Records from a collection:
□ □ □ □ □

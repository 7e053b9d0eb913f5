//! Pieces module - the static piece catalog and the 4x4 mask transform
//!
//! Every piece lives in a 4x4 bounding box so that a single rotation formula
//! works for all seven shapes. Masks are indexed `mask[row][col]`.

use crate::types::{PieceKind, MASK_SIZE, PIECE_COUNT};

/// Occupancy of a piece's 4x4 bounding box, `mask[row][col]`.
pub type Mask = [[bool; MASK_SIZE]; MASK_SIZE];

const X: bool = true;
const O: bool = false;

/// Canonical catalog, indexed by [`PieceKind::index`].
///
/// Shapes are anchored at the top-left of the box.
pub const CATALOG: [Mask; PIECE_COUNT] = [
    // I
    [[X, X, X, X], [O, O, O, O], [O, O, O, O], [O, O, O, O]],
    // O
    [[X, X, O, O], [X, X, O, O], [O, O, O, O], [O, O, O, O]],
    // T
    [[O, X, O, O], [X, X, X, O], [O, O, O, O], [O, O, O, O]],
    // S
    [[X, X, O, O], [O, X, X, O], [O, O, O, O], [O, O, O, O]],
    // Z
    [[O, X, X, O], [X, X, O, O], [O, O, O, O], [O, O, O, O]],
    // L
    [[X, O, O, O], [X, X, X, O], [O, O, O, O], [O, O, O, O]],
    // J
    [[O, O, X, O], [X, X, X, O], [O, O, O, O], [O, O, O, O]],
];

/// Number of catalog entries.
pub const fn catalog_size() -> usize {
    PIECE_COUNT
}

/// Mask for catalog entry `index`, `None` past the end.
pub fn shape_of(index: usize) -> Option<Mask> {
    CATALOG.get(index).copied()
}

/// Mask for a piece kind in its default orientation.
pub fn get_shape(kind: PieceKind) -> Mask {
    CATALOG[kind.index()]
}

/// Rotate a mask 90° clockwise within its bounding box.
///
/// `new[i][j] = old[3 - j][i]`. The box does not re-anchor, so shapes drift
/// inside it; four applications are the identity.
pub fn rotate_mask_cw(mask: &Mask) -> Mask {
    let mut out = [[false; MASK_SIZE]; MASK_SIZE];
    for (i, row) in out.iter_mut().enumerate() {
        for (j, cell) in row.iter_mut().enumerate() {
            *cell = mask[MASK_SIZE - 1 - j][i];
        }
    }
    out
}

/// Iterate the `(col, row)` offsets of occupied mask cells, row-major.
pub fn mask_cells(mask: &Mask) -> impl Iterator<Item = (i8, i8)> + '_ {
    mask.iter().enumerate().flat_map(|(row, cols)| {
        cols.iter()
            .enumerate()
            .filter(|&(_, &filled)| filled)
            .map(move |(col, _)| (col as i8, row as i8))
    })
}

#[cfg(test)]
mod tests {
    use super::*;

    #[test]
    fn every_catalog_entry_has_four_cells() {
        for (i, mask) in CATALOG.iter().enumerate() {
            assert_eq!(mask_cells(mask).count(), 4, "catalog entry {}", i);
        }
    }

    #[test]
    fn rotate_i_turns_row_into_column() {
        let rotated = rotate_mask_cw(&get_shape(PieceKind::I));
        // Row 0 of the old mask lands in the last column.
        let cells: Vec<_> = mask_cells(&rotated).collect();
        assert_eq!(cells, vec![(3, 0), (3, 1), (3, 2), (3, 3)]);
    }

    #[test]
    fn rotate_four_times_is_identity() {
        for kind in PieceKind::ALL {
            let start = get_shape(kind);
            let mut m = start;
            for _ in 0..4 {
                m = rotate_mask_cw(&m);
            }
            assert_eq!(m, start, "{:?}", kind);
        }
    }

    #[test]
    fn shape_of_out_of_range_is_none() {
        assert!(shape_of(catalog_size()).is_none());
        assert_eq!(shape_of(2), Some(get_shape(PieceKind::T)));
    }
}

□ □ □ □ □

(Task details): Each entry above must be repeated word for word.

(Reply):
repository 7e053b9d0eb913f5
//! Pieces module - the static piece catalog and the 4x4 mask transform
//!
//! Every piece lives in a 4x4 bounding box so that a single rotation formula
//! works for all seven shapes. Masks are indexed `mask[row][col]`.

use crate::types::{PieceKind, MASK_SIZE, PIECE_COUNT};

/// Occupancy of a piece's 4x4 bounding box, `mask[row][col]`.
pub type Mask = [[bool; MASK_SIZE]; MASK_SIZE];

const X: bool = true;
const O: bool = false;

/// Canonical catalog, indexed by [`PieceKind::index`].
///
/// Shapes are anchored at the top-left of the box.
pub const CATALOG: [Mask; PIECE_COUNT] = [
    // I
    [[X, X, X, X], [O, O, O, O], [O, O, O, O], [O, O, O, O]],
    // O
    [[X, X, O, O], [X, X, O, O], [O, O, O, O], [O, O, O, O]],
    // T
    [[O, X, O, O], [X, X, X, O], [O, O, O, O], [O, O, O, O]],
    // S
    [[X, X, O, O], [O, X, X, O], [O, O, O, O], [O, O, O, O]],
    // Z
    [[O, X, X, O], [X, X, O, O], [O, O, O, O], [O, O, O, O]],
    // L
    [[X, O, O, O], [X, X, X, O], [O, O, O, O], [O, O, O, O]],
    // J
    [[O, O, X, O], [X, X, X, O], [O, O, O, O], [O, O, O, O]],
];

/// Number of catalog entries.
pub const fn catalog_size() -> usize {
    PIECE_COUNT
}

/// Mask for catalog entry `index`, `None` past the end.
pub fn shape_of(index: usize) -> Option<Mask> {
    CATALOG.get(index).copied()
}

/// Mask for a piece kind in its default orientation.
pub fn get_shape(kind: PieceKind) -> Mask {
    CATALOG[kind.index()]
}

/// Rotate a mask 90° clockwise within its bounding box.
///
/// `new[i][j] = old[3 - j][i]`. The box does not re-anchor, so shapes drift
/// inside it; four applications are the identity.
pub fn rotate_mask_cw(mask: &Mask) -> Mask {
    let mut out = [[false; MASK_SIZE]; MASK_SIZE];
    for (i, row) in out.iter_mut().enumerate() {
        for (j, cell) in row.iter_mut().enumerate() {
            *cell = mask[MASK_SIZE - 1 - j][i];
        }
    }
    out
}

/// Iterate the `(col, row)` offsets of occupied mask cells, row-major.
pub fn mask_cells(mask: &Mask) -> impl Iterator<Item = (i8, i8)> + '_ {
    mask.iter().enumerate().flat_map(|(row, cols)| {
        cols.iter()
            .enumerate()
            .filter(|&(_, &filled)| filled)
            .map(move |(col, _)| (col as i8, row as i8))
    })
}

#[cfg(test)]
mod tests {
    use super::*;

    #[test]
    fn every_catalog_entry_has_four_cells() {
        for (i, mask) in CATALOG.iter().enumerate() {
            assert_eq!(mask_cells(mask).count(), 4, "catalog entry {}", i);
        }
    }

    #[test]
    fn rotate_i_turns_row_into_column() {
        let rotated = rotate_mask_cw(&get_shape(PieceKind::I));
        // Row 0 of the old mask lands in the last column.
        let cells: Vec<_> = mask_cells(&rotated).collect();
        assert_eq!(cells, vec![(3, 0), (3, 1), (3, 2), (3, 3)]);
    }

    #[test]
    fn rotate_four_times_is_identity() {
        for kind in PieceKind::ALL {
            let start = get_shape(kind);
            let mut m = start;
            for _ in 0..4 {
                m = rotate_mask_cw(&m);
            }
            assert_eq!(m, start, "{:?}", kind);
        }
    }

    #[test]
    fn shape_of_out_of_range_is_none() {
        assert!(shape_of(catalog_size()).is_none());
        assert_eq!(shape_of(2), Some(get_shape(PieceKind::T)));
    }
}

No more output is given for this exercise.